Less than a year after Canada endorsed the Paris deal, the federal government approved Kinder Morgan’s Trans Mountain pipeline expansion. The pipeline connects Alberta to the British Columbia coast and would give the oil sands, one of the world’s most carbon-intensive energy projects, a vast new market in Asia.

Last spring, when a regulatory war between Alberta and B.C. put the pipeline into deep-freeze, Kinder Morgan abandoned the project. To keep it alive, the Trudeau Liberals spent $4.5 billion of taxpayers' money to nationalize it. They also approved the Enbridge Line 3 crude oil pipeline, from Alberta to Wisconsin. “I’ve said many times that there isn’t a country in the world that would find billions of barrels of oil and leave it in the ground while there is a market for it,” Trudeau said.

In yet another Jekyll-and-Hyde moment in Trudeau’s initiatives on the climate file, he came out in support of the $40-billion LNG Canada project in October. Owned by a consortium of oil and gas companies led by Royal Dutch Shell, the project will take gas from the Montney fields on the Alberta—B.C. border and send it by pipeline to a terminal near Kitimat, B.C., where it will be turned into liquefied natural gas (LNG) and shipped to Asia.

LNG Canada is a carbon hog. It is also incompatible with B.C.'s carbon-reduction targets and Canada’s ostensible enthusiasm to meet the Paris agreement objectives, which seek to limit average global temperature increases to 1.5 C over pre-industrial levels.

Thanks to a carbon tax that is held up as a worldwide gold standard, B.C. was making credible progress in reducing emissions from all sources. In 2015, emissions were equivalent to 61.6 million tonnes of carbon dioxide, down 4.7% from the 2007 baseline year, even during robust economic growth. The province’s emissions targets were set to fall rapidly to 39 million tonnes in 2030, 26 million tonnes in 2040 and 13 million tonnes a decade later.

LNG Canada’s domestic emissions, at best, threaten to make those targets much more difficult to meet. At worst, they will blow the province’s entire carbon budget. Marc Lee, a senior economist at the Canadian Centre for Policy Alternatives, delivered a submission to the B.C. government in August that calculated that the emissions from LNG Canada’s first phase alone would range from nine million to 12 million tonnes of carbon dioxide a year. That’s about double the emissions of B.C.'s entire existing oil and gas industry.

LNG Canada says the annual emissions would be 3.5 million tonnes. But the figure apparently assumes the production of hydro power from a massive legally contested dam that has yet to be built.

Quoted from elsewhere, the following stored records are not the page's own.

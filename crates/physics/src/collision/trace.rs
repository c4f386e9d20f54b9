//! Trace results, swept shapes and query filters.

use glam::Vec3;
use serde::{Deserialize, Serialize};

use super::body::EntityId;
use super::flags::ContentFlags;

/// What a trace ran into.
#[derive(Debug, Clone, Copy, PartialEq, Eq, Default, Serialize, Deserialize)]
pub enum HitTarget {
    /// Nothing; the shape completed its displacement.
    #[default]
    None,
    /// A static wall, by registration index.
    Wall(usize),
    /// A dynamic body.
    Body(EntityId),
}

/// Result of sweeping a shape along a displacement.
///
/// `fraction` is the time of impact: the share of the displacement the shape
/// can travel before touching something. It is already backed off by
/// [`contact_skin`](super::contact_skin) so the shape stops just short of the
/// surface instead of exactly on it.
#[derive(Debug, Clone, Copy, PartialEq, Serialize, Deserialize)]
pub struct TraceResult {
    /// How far along the displacement we got before contact.
    ///
    /// - `1.0` = traveled the full distance (no contact)
    /// - `0.0` = touching something already, cannot advance
    pub fraction: f32,

    /// Unit surface normal pointing from the obstacle toward free space.
    ///
    /// The zero vector when `fraction == 1.0`.
    pub normal: Vec3,

    /// What was hit.
    pub hit: HitTarget,
}

impl Default for TraceResult {
    fn default() -> Self {
        Self::no_hit()
    }
}

impl TraceResult {
    /// A trace that reached its goal.
    pub const fn no_hit() -> Self {
        Self {
            fraction: 1.0,
            normal: Vec3::ZERO,
            hit: HitTarget::None,
        }
    }

    /// A trace that stopped at `fraction` against a surface with `normal`.
    pub fn hit(fraction: f32, normal: Vec3, hit: HitTarget) -> Self {
        Self {
            fraction: fraction.clamp(0.0, 1.0),
            normal,
            hit,
        }
    }

    /// Check if this trace hit something.
    #[inline]
    pub fn hit_something(&self) -> bool {
        self.fraction < 1.0
    }

    /// The entity hit, if the contact was with a dynamic body.
    #[inline]
    pub fn hit_entity(&self) -> Option<EntityId> {
        match self.hit {
            HitTarget::Body(id) => Some(id),
            _ => None,
        }
    }

    /// Where the shape ends up after this trace.
    #[inline]
    pub fn end_position(&self, origin: Vec3, displacement: Vec3) -> Vec3 {
        origin + displacement * self.fraction
    }

    /// Replace `self` with `candidate` only if it is strictly earlier.
    ///
    /// Equal fractions keep the contact found first, which makes primitive
    /// test order the tie-breaker.
    #[inline]
    pub fn keep_earliest(&mut self, candidate: TraceResult) {
        if candidate.fraction < self.fraction {
            *self = candidate;
        }
    }
}

/// Shape swept through the world.
#[derive(Debug, Clone, Copy, PartialEq, Serialize, Deserialize)]
pub enum TraceShape {
    /// A single point. Used for bullets.
    Point,

    /// An upright cylinder whose base center is the trace origin.
    Cylinder {
        /// Radius of the cylinder.
        radius: f32,
        /// Height above the base.
        height: f32,
    },
}

impl TraceShape {
    /// Default player cylinder.
    pub const PLAYER: Self = Self::Cylinder {
        radius: 0.4,
        height: 1.8,
    };

    /// Get the radius of this shape (zero for points).
    pub fn radius(&self) -> f32 {
        match self {
            Self::Point => 0.0,
            Self::Cylinder { radius, .. } => *radius,
        }
    }

    /// Get the height of this shape (zero for points).
    pub fn height(&self) -> f32 {
        match self {
            Self::Point => 0.0,
            Self::Cylinder { height, .. } => *height,
        }
    }
}

impl Default for TraceShape {
    fn default() -> Self {
        Self::PLAYER
    }
}

/// Which dynamic bodies a trace considers.
#[derive(Debug, Clone, Copy, PartialEq, Eq, Serialize, Deserialize)]
pub struct TraceFilter {
    /// Body classes to collide with.
    pub mask: ContentFlags,
    /// Entity to skip, normally the mover itself.
    pub ignore: Option<EntityId>,
}

impl Default for TraceFilter {
    fn default() -> Self {
        Self {
            mask: ContentFlags::MASK_MOVER_SOLID,
            ignore: None,
        }
    }
}

impl TraceFilter {
    /// Filter with `mask` that skips `ignore`.
    pub fn new(mask: ContentFlags, ignore: Option<EntityId>) -> Self {
        Self { mask, ignore }
    }

    /// Check whether a body with `id` and `contents` takes part in the trace.
    #[inline]
    pub fn accepts(&self, id: EntityId, contents: ContentFlags) -> bool {
        self.ignore != Some(id) && self.mask.intersects(contents)
    }
}

#[cfg(test)]
mod tests {
    use super::*;

    #[test]
    fn test_trace_result_no_hit() {
        let result = TraceResult::no_hit();
        assert!(!result.hit_something());
        assert_eq!(result.fraction, 1.0);
        assert_eq!(result.normal, Vec3::ZERO);
        assert_eq!(result.hit_entity(), None);
    }

    #[test]
    fn test_trace_result_hit() {
        let result = TraceResult::hit(0.5, Vec3::X, HitTarget::Body(7));
        assert!(result.hit_something());
        assert_eq!(result.fraction, 0.5);
        assert_eq!(result.hit_entity(), Some(7));
        assert_eq!(
            result.end_position(Vec3::ZERO, Vec3::new(4.0, 0.0, 0.0)),
            Vec3::new(2.0, 0.0, 0.0)
        );
    }

    #[test]
    fn test_keep_earliest_ties_keep_first() {
        let mut best = TraceResult::hit(0.5, Vec3::X, HitTarget::Wall(0));
        best.keep_earliest(TraceResult::hit(0.5, Vec3::Y, HitTarget::Wall(1)));
        assert_eq!(best.hit, HitTarget::Wall(0));

        best.keep_earliest(TraceResult::hit(0.25, Vec3::Y, HitTarget::Wall(2)));
        assert_eq!(best.hit, HitTarget::Wall(2));
    }

    #[test]
    fn test_filter_ignores_self() {
        let filter = TraceFilter::new(ContentFlags::MASK_MOVER_SOLID, Some(3));
        assert!(!filter.accepts(3, ContentFlags::PLAYER_BODY));
        assert!(filter.accepts(4, ContentFlags::PLAYER_BODY));
        assert!(!filter.accepts(4, ContentFlags::CORPSE));
    }
}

Using Lee’s figure, LNG Canada alone would consume between 23% and 31% of B.C.'s allowable emissions by 2030, rising to between 69% and 92% by 2050. For LNG Canada (and other new LNG plants) to operate at full capacity, everyone else in B.C. would have to reduce emissions drastically. But who? Is the government going to buy every driver an electric car?

The LNG Canada figures, by the way, exclude emissions from burning the fuel in Asia. Add those to the B.C. emissions, and the total would reach 93 million tonnes of planet-warming CO2 a year when the project reaches capacity, Lee says. The project’s backers, including the Trudeau government, argue that the LNG would displace coal in China. That’s a big assumption. The LNG might fill new energy demand or even displace clean energy sources such as solar power.

When then prime minister Stephen Harper yanked Canada from the Kyoto climate accord in 2011, environmentalists labelled him a fossil. Perhaps, but he wasn’t a hypocrite. He knew Canada had zero chance of meeting carbon-reduction targets as long as it remained a resources-based economy, and he was right. Trudeau is promising a greener future, but his enthusiasm for carbon-intensive projects belies that image. Canada is still part of the global warming problem.